DATA:
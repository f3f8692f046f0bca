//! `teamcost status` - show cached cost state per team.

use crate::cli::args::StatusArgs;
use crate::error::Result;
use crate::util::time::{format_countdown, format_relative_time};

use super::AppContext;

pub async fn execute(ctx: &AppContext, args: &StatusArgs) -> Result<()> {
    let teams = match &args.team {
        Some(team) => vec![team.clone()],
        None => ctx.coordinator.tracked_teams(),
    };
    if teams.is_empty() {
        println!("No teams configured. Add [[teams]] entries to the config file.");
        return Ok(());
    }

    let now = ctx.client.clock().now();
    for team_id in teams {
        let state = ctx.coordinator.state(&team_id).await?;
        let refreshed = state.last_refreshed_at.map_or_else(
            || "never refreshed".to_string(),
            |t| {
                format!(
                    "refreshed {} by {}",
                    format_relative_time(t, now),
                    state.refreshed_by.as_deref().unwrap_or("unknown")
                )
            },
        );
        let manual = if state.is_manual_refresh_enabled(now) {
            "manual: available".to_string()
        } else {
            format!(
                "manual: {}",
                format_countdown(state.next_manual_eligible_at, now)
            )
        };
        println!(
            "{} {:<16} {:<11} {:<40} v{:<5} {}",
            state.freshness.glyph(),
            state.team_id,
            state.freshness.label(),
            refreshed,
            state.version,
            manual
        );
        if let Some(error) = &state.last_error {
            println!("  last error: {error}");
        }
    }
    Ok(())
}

...

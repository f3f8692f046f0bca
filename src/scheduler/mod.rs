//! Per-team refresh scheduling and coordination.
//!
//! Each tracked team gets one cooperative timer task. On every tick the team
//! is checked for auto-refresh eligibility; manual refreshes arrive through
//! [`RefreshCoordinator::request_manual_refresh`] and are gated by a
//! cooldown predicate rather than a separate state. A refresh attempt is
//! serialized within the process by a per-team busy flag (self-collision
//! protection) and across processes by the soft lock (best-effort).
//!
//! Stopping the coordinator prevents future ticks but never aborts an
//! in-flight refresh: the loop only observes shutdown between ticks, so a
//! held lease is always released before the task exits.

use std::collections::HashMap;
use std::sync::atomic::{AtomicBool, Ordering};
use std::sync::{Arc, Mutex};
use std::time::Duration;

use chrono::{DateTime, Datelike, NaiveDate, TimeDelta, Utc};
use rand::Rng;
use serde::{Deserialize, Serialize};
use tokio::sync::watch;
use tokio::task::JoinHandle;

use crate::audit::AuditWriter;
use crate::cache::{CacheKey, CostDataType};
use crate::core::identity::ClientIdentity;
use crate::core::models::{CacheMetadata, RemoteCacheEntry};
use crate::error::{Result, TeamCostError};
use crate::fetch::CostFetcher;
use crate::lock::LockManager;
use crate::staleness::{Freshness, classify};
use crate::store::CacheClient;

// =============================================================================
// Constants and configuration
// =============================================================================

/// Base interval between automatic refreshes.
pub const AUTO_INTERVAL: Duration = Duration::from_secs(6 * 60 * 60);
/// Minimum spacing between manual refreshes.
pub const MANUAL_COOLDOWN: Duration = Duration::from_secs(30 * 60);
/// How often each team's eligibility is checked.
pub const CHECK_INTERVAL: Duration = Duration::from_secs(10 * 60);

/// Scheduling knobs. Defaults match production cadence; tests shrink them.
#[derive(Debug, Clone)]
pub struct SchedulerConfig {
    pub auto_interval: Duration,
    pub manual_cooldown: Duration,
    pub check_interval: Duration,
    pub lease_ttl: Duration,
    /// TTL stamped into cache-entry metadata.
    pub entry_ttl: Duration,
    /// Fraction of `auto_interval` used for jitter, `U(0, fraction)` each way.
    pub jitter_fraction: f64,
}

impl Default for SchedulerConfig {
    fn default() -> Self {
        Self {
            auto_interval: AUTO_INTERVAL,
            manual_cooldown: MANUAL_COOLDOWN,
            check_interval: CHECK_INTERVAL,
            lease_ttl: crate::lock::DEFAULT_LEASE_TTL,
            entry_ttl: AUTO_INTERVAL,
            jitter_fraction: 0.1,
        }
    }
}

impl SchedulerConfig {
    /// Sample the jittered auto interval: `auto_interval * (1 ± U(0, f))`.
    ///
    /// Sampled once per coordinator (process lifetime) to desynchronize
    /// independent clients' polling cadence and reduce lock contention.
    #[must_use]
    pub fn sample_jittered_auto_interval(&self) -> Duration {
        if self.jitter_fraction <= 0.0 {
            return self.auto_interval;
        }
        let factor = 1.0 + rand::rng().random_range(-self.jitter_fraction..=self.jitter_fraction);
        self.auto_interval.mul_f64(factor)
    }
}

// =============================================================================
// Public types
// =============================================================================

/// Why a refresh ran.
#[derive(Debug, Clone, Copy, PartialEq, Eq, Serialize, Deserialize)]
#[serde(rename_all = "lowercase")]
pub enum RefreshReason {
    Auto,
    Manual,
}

WORK INSTRUCTION: In the listing above, find each line with the word "refreshes" and copy it out.

FINISHED EXERCISE:
//! is checked for auto-refresh eligibility; manual refreshes arrive through
/// Base interval between automatic refreshes.
/// Minimum spacing between manual refreshes.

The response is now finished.